- Opening Delimiter -
//! Embed command - print an iframe snippet and share link for a project.

use clicrepo::catalog::load_project;
use clicrepo::share::{embed_code, player_url, project_url};
use clicrepo::EmbedOptions;

use crate::error::CliError;
use crate::runner::CliRunner;

/// Arguments for the embed command.
pub struct EmbedArgs {
    pub path: String,
    pub width: u32,
    pub height: u32,
}

/// Run the embed command.
pub fn run(runner: &CliRunner, args: EmbedArgs) -> Result<(), CliError> {
    runner.log_startup("embed");
    if args.width == 0 || args.height == 0 {
        return Err(CliError::Config(
            "Embed width and height must be greater than zero.".to_string(),
        ));
    }

    let fetcher = runner.fetcher(&runner.download_config())?;
    let base_url = runner.base_url()?;
    let project = runner.block_on(load_project(&*fetcher, &base_url, &args.path))?;

    let src = player_url(&base_url, &project)?;
    let options = EmbedOptions {
        width: args.width,
        height: args.height,
    };

    println!("{}", embed_code(&src, &options));
    println!();
    println!("Share link: {}", project_url(runner.site_url(), &project.path)?);

    Ok(())
}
- Closing Delimiter -
# WORK ORDER
Repeat each record word for word.

# ANSWER BOX
//! Embed command - print an iframe snippet and share link for a project.

use clicrepo::catalog::load_project;
use clicrepo::share::{embed_code, player_url, project_url};
use clicrepo::EmbedOptions;

use crate::error::CliError;
use crate::runner::CliRunner;

/// Arguments for the embed command.
pub struct EmbedArgs {
    pub path: String,
    pub width: u32,
    pub height: u32,
}

/// Run the embed command.
pub fn run(runner: &CliRunner, args: EmbedArgs) -> Result<(), CliError> {
    runner.log_startup("embed");
    if args.width == 0 || args.height == 0 {
        return Err(CliError::Config(
            "Embed width and height must be greater than zero.".to_string(),
        ));
    }

    let fetcher = runner.fetcher(&runner.download_config())?;
    let base_url = runner.base_url()?;
    let project = runner.block_on(load_project(&*fetcher, &base_url, &args.path))?;

    let src = player_url(&base_url, &project)?;
    let options = EmbedOptions {
        width: args.width,
        height: args.height,
    };

    println!("{}", embed_code(&src, &options));
    println!();
    println!("Share link: {}", project_url(runner.site_url(), &project.path)?);

    Ok(())
}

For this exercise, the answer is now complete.